Rap et révolutions au Maghreb

« Boulicia kleb ! » Un morceau de rap tunisien qui claque comme un slogan. L’auteur, Weld el 15, 25 ans, a bien failli prendre cher pour ce cri de colère poussé au moment de la révolution. Il était en résidence avec plusieurs de ses compatriotes à l’occasion du festival « Téma : Rebelle » à Paris, grâce à la journaliste et réalisatrice Hind Meddeb. Rencontre avec cette jeunesse bouillonnante.

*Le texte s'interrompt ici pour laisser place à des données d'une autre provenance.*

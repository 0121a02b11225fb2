//! Console rendering for engine results.
use colored::Colorize;
use nightwhisper_core::{
    ActiveSecret, AffirmationRecord, ChatReply, CrystalRecommendation, CrystalSnapshot,
    DailySecretRecord, MOON_MARKERS, MoonPhase, Resonance, SpreadReading, TarotCard, UsageStatus,
    WishRecord,
};

pub fn heading(title: &str) -> String {
    format!("{}\n{}\n", title.bright_magenta().bold(), "-".repeat(30).magenta())
}

pub fn moon_text(moon: &MoonPhase) -> String {
    let d = moon.descriptor();
    let mut out = heading(&format!("{} {}", d.emoji, d.name));
    out.push_str(&format!("Age: {} days of {:.2}\n", moon.age_days_display(), moon.cycle_length));
    out.push_str(&format!(
        "Progress: {}%   Illumination: {}%\n",
        moon.progress_pct, moon.illumination_pct
    ));
    out.push_str(&format!(
        "To full: {:.1} days   To new: {:.1} days\n",
        moon.days_to_full, moon.days_to_new
    ));
    let dial: Vec<String> = MOON_MARKERS
        .iter()
        .map(|m| format!("{} {}%", m.icon, m.position))
        .collect();
    out.push_str(&format!("Dial: {}\n", dial.join("  ")));
    out.push_str(&format!("{}\n", moon.tone_tag().italic()));
    out.push_str(&format!("Ritual: {}\n", d.ritual));
    out
}

pub fn secret_text(record: &DailySecretRecord, active: Option<&ActiveSecret>) -> String {
    let mut out = heading(&format!("Secret for {}", record.date));
    match active {
        Some(secret) => {
            out.push_str(&format!("✨ {}\n", secret.kind.label.bright_yellow().bold()));
            out.push_str(&format!("{}\n", secret.kind.desc));
            if let Some(line) = secret.prophecy() {
                out.push_str(&format!("“{}”\n", line.italic()));
            }
        }
        None => {
            out.push_str(&format!("{}\n", "The night keeps its secret today.".dimmed()));
        }
    }
    out
}

pub fn card_text(card: &TarotCard) -> String {
    format!(
        "🃏 {} {}\n",
        card.name.bright_cyan().bold(),
        format!("({})", card.keywords.join(", ")).dimmed()
    )
}

pub fn resonance_text(resonance: &Resonance) -> String {
    let line = if resonance.aligned {
        resonance.line.green().to_string()
    } else {
        resonance.line.yellow().to_string()
    };
    format!("{line}\n{}\n", resonance.note.dimmed())
}

pub fn lines_text(lines: &[String]) -> String {
    lines.iter().fold(String::new(), |mut out, line| {
        out.push_str(&format!("  • {line}\n"));
        out
    })
}

pub fn snapshot_text(snapshot: &CrystalSnapshot) -> String {
    let mut out = format!(
        "{} {} ({}) energy {}\n",
        snapshot.emoji,
        snapshot.name.bright_green().bold(),
        snapshot.alias,
        snapshot.energy
    );
    if let Some(nightly) = &snapshot.nightly {
        out.push_str(&format!("  {nightly}\n"));
    }
    if let Some(note) = &snapshot.guardian_note {
        out.push_str(&format!("  {}\n", note.dimmed()));
    }
    out
}

pub fn grant_text(snapshot: Option<&CrystalSnapshot>, status: UsageStatus) -> String {
    match snapshot {
        Some(snapshot) => format!("{}{}", "Crystal claimed:\n".green(), snapshot_text(snapshot)),
        None => format!(
            "{} ({}/{} claimed today)\n",
            "No crystal tonight.".yellow(),
            status.used,
            status.limit
        ),
    }
}

pub fn spread_text(spread: &SpreadReading) -> String {
    let mut out = heading("Past · Present · Future");
    for slot in &spread.slots {
        out.push_str(&format!(
            "{} {}\n",
            format!("{}:", slot.position.label()).bright_blue().bold(),
            slot.card_name
        ));
        out.push_str(&lines_text(&slot.lines));
        out.push_str(&format!(
            "  {} {} {}\n",
            slot.crystal.emoji,
            slot.crystal.name,
            format!("· {}", slot.crystal.note).dimmed()
        ));
    }
    out
}

pub fn chat_text(reply: &ChatReply) -> String {
    let mut out = heading("Night words");
    for card in &reply.cards {
        out.push_str(&format!("{} {}\n", format!("{}:", card.name).bright_cyan(), card.night_words));
    }
    out.push_str(&format!("✦ {}\n", reply.stardust));
    if let Some(starfall) = &reply.starfall {
        out.push_str(&format!("{}\n", format!("☄ {starfall}").bright_yellow()));
    }
    out
}

pub fn recommendation_text(rec: Option<&CrystalRecommendation>) -> String {
    let Some(rec) = rec else {
        return "No crystal answers tonight.\n".dimmed().to_string();
    };
    let mut out = heading(&format!("{} · {}", rec.name, rec.alias));
    out.push_str(&format!("{}\n", rec.reason));
    out.push_str(&format!("{}\n", rec.focus.italic()));
    out
}

pub fn garden_text(items: &[CrystalSnapshot], status: UsageStatus) -> String {
    let mut out = heading(&format!(
        "Crystal garden ({} kept, {}/{} claimed today)",
        items.len(),
        status.used,
        status.limit
    ));
    if items.is_empty() {
        out.push_str(&format!("{}\n", "Nothing collected yet.".dimmed()));
    }
    for item in items {
        out.push_str(&format!("{} ", item.date.as_str().dimmed()));
        out.push_str(&snapshot_text(item));
    }
    out
}

pub fn affirmation_text(record: &AffirmationRecord) -> String {
    let mut marks = String::new();
    if record.cover {
        marks.push_str(" [cover]");
    }
    if record.favorite {
        marks.push_str(" ★");
    }
    format!(
        "{} {}{}\n",
        record.id.dimmed(),
        record.text,
        marks.bright_yellow()
    )
}

pub fn wish_text(today: Option<&WishRecord>, whisper: Option<&str>, history: &[WishRecord]) -> String {
    let mut out = heading("Dream Bottle");
    if let Some(line) = whisper {
        out.push_str(&format!("{}\n", line.bright_yellow().italic()));
    }
    match today {
        Some(wish) => out.push_str(&format!("Tonight: {}\n", wish.text.bright_cyan())),
        None => out.push_str(&format!("{}\n", "No wish in the bottle tonight.".dimmed())),
    }
    for wish in history.iter().filter(|w| today.is_none_or(|t| t.date != w.date)) {
        out.push_str(&format!("{} {}\n", wish.date.as_str().dimmed(), wish.text));
    }
    out
}

pub fn limit_text(action: &str, status: UsageStatus) -> String {
    format!(
        "{} ({}/{} used)\n",
        format!("No {action} left.").yellow(),
        status.used,
        status.limit
    )
}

« Boulicia kleb », en arabe, pourrait se traduire par « Police = chiens ». Au pays de Ben Ali, et même sous le régime à peine plus tolérant d’Enahda, ce type de slogan suscite fatalement une réaction policière virulente, surtout lorsque le clip lié fait 4 millions de vues dans un pays de 10 millions d’habitants : 21 mois de prison ferme requis, en contumace (le rappeur avait alors décidé de fuir). Finalement relaxé en fin d’année 2013, le rappeur de la banlieue de Tunis est présent à Paris en ce mois de février pour un séjour prolongé, « en résidence » (non surveillée). Il est accompagné de plusieurs compatriotes rappeurs, dont l’excellent Madou, à la verve scénique communicative. La présence en France de ces jeunes rappeurs tunisiens est due en particulier à l’activisme de Hind Meddeb (fille de l’islamologue volontiers qualifié « d’athée musulman » Abdelwahad Meddeb), qui elle-même a eu maille à partir avec la justice tunisienne suite à l’interpellation de Weld el 15. C’est que la franco-tunisienne s’intéresse depuis des années, et en particulier depuis les Révolutions arabes, au rôle de la musique dans la nouvelle effervescence des jeunes sociétés maghrébines, Egypte et Tunisie en tête. En témoignent deux documentaires, l’un dédié à un style qualifié « d’électro-chaâbi » [cad : « électro-pop », en quelque sorte, ndlr], et qui porte ce même nom en guise de titre ; l’autre à la place du rap en particulier dans la Révolution tunisienne : Tunisia clash. Soit deux plongées dans le chaudron de sociétés en pleine ébullition, ne serait-ce qu’en raison de leur explosion démographique. Une explosion qui rebat totalement les cartes d’équilibres culturels, sociaux et politiques traditionnels (à l’instar de ce que des démographes comme Emmanuel Todd peuvent par ailleurs expliquer).
« Ce n’est pas les barbus contre les baggies »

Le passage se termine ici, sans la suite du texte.